◆ **Your task**
The lines from the start of the records below through the line containing "answers JSON object" are to be copied exactly, both ends included, with nothing added.

::::

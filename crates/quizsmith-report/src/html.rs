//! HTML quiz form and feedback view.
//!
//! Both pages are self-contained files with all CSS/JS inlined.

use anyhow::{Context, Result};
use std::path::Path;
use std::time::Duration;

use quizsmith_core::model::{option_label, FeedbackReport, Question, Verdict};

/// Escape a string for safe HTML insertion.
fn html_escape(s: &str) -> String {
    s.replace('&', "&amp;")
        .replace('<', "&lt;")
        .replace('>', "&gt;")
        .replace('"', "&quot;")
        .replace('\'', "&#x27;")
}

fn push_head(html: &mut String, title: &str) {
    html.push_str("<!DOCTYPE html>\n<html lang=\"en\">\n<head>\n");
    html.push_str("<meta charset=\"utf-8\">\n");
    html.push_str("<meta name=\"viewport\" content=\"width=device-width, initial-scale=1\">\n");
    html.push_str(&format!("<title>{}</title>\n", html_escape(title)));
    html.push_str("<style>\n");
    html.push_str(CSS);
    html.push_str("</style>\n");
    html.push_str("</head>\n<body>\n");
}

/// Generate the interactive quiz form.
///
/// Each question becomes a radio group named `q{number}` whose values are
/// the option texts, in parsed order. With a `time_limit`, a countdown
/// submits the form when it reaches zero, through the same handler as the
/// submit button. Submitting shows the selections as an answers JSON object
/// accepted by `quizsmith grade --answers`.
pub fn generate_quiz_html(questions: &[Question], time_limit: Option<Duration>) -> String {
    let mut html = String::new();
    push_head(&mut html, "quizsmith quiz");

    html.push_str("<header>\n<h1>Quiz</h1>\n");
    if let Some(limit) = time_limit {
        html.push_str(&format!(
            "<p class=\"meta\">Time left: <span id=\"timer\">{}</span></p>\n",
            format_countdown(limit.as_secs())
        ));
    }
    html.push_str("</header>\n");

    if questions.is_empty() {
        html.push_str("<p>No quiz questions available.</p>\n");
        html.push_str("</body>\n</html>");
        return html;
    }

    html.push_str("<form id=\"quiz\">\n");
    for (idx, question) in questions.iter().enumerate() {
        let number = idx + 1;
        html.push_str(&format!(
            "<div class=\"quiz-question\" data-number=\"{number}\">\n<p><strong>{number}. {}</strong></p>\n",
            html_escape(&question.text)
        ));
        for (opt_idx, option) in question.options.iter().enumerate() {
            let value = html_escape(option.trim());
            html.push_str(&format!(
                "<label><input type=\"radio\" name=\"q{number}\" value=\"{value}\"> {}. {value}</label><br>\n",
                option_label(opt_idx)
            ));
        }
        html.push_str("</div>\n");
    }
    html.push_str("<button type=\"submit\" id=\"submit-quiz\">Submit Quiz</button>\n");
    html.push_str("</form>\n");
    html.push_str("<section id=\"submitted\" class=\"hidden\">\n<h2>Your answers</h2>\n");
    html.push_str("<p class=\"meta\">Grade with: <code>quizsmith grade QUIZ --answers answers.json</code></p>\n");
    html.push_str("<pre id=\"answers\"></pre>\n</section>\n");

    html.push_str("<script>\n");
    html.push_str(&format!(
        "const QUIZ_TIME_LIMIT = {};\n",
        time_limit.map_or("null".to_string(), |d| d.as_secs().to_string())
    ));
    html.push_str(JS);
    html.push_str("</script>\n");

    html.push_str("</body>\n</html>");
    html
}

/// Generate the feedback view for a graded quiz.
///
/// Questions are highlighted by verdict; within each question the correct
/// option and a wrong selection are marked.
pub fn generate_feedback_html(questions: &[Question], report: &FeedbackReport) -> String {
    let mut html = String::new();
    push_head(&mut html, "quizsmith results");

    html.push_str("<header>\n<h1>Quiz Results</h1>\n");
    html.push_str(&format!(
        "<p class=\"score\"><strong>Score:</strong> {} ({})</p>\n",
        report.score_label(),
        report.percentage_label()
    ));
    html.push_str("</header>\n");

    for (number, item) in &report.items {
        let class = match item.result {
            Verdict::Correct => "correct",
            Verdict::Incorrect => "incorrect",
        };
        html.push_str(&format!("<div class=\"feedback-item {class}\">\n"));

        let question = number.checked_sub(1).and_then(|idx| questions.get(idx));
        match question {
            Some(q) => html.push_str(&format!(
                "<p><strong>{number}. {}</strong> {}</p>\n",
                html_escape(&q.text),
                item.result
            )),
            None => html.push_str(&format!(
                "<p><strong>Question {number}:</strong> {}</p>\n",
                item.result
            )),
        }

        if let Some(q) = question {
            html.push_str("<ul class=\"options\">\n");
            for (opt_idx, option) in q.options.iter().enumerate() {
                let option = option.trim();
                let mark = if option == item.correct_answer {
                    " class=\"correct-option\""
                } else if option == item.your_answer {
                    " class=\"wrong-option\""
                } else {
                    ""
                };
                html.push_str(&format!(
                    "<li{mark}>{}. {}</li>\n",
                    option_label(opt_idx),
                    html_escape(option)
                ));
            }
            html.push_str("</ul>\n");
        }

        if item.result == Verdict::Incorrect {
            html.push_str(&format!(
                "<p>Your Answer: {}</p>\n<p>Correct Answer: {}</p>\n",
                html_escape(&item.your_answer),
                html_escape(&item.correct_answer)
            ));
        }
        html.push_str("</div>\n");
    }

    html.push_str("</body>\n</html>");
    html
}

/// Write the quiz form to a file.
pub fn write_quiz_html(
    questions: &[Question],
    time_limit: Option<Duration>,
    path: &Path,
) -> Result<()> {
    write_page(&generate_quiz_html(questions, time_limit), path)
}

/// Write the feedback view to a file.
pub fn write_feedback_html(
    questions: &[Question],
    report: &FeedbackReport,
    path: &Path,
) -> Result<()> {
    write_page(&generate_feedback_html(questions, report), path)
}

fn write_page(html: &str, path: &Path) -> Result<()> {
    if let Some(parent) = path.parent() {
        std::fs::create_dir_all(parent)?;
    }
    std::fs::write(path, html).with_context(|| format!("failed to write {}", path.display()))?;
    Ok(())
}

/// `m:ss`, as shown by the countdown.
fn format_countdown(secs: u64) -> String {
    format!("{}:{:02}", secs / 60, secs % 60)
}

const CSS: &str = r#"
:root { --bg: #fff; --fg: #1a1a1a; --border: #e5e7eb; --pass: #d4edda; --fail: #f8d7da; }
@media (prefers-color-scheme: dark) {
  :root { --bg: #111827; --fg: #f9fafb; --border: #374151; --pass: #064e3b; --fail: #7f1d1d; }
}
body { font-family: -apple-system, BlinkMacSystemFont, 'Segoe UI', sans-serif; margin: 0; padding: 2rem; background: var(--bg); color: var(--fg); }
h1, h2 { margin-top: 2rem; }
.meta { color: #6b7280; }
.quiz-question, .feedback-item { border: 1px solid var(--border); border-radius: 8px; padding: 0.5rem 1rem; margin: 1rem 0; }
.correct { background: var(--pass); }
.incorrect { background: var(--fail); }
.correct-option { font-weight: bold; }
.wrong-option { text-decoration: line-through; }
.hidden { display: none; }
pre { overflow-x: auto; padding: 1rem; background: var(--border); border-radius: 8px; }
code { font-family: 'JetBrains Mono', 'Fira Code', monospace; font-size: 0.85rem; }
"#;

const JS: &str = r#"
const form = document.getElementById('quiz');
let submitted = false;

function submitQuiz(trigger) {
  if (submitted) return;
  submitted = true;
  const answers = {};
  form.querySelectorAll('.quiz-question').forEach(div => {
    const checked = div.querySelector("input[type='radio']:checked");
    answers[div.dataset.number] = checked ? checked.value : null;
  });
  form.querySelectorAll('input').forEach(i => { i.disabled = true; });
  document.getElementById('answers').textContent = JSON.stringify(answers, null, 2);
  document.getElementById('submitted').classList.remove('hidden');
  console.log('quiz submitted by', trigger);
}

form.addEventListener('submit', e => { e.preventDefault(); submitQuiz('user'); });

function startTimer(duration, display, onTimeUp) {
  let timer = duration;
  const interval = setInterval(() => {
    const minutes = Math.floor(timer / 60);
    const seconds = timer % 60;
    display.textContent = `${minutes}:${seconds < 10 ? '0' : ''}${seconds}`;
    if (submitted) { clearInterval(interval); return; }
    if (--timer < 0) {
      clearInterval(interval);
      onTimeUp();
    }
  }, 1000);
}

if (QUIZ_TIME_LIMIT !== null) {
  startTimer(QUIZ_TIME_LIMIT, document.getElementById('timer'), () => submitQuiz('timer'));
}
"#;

::::

◆ **Answer for the task**
filename crates/quizsmith-report/src/html.rs
//! HTML quiz form and feedback view.
//!
//! Both pages are self-contained files with all CSS/JS inlined.

use anyhow::{Context, Result};
use std::path::Path;
use std::time::Duration;

use quizsmith_core::model::{option_label, FeedbackReport, Question, Verdict};

/// Escape a string for safe HTML insertion.
fn html_escape(s: &str) -> String {
    s.replace('&', "&amp;")
        .replace('<', "&lt;")
        .replace('>', "&gt;")
        .replace('"', "&quot;")
        .replace('\'', "&#x27;")
}

fn push_head(html: &mut String, title: &str) {
    html.push_str("<!DOCTYPE html>\n<html lang=\"en\">\n<head>\n");
    html.push_str("<meta charset=\"utf-8\">\n");
    html.push_str("<meta name=\"viewport\" content=\"width=device-width, initial-scale=1\">\n");
    html.push_str(&format!("<title>{}</title>\n", html_escape(title)));
    html.push_str("<style>\n");
    html.push_str(CSS);
    html.push_str("</style>\n");
    html.push_str("</head>\n<body>\n");
}

/// Generate the interactive quiz form.
///
/// Each question becomes a radio group named `q{number}` whose values are
/// the option texts, in parsed order. With a `time_limit`, a countdown
/// submits the form when it reaches zero, through the same handler as the
/// submit button. Submitting shows the selections as an answers JSON object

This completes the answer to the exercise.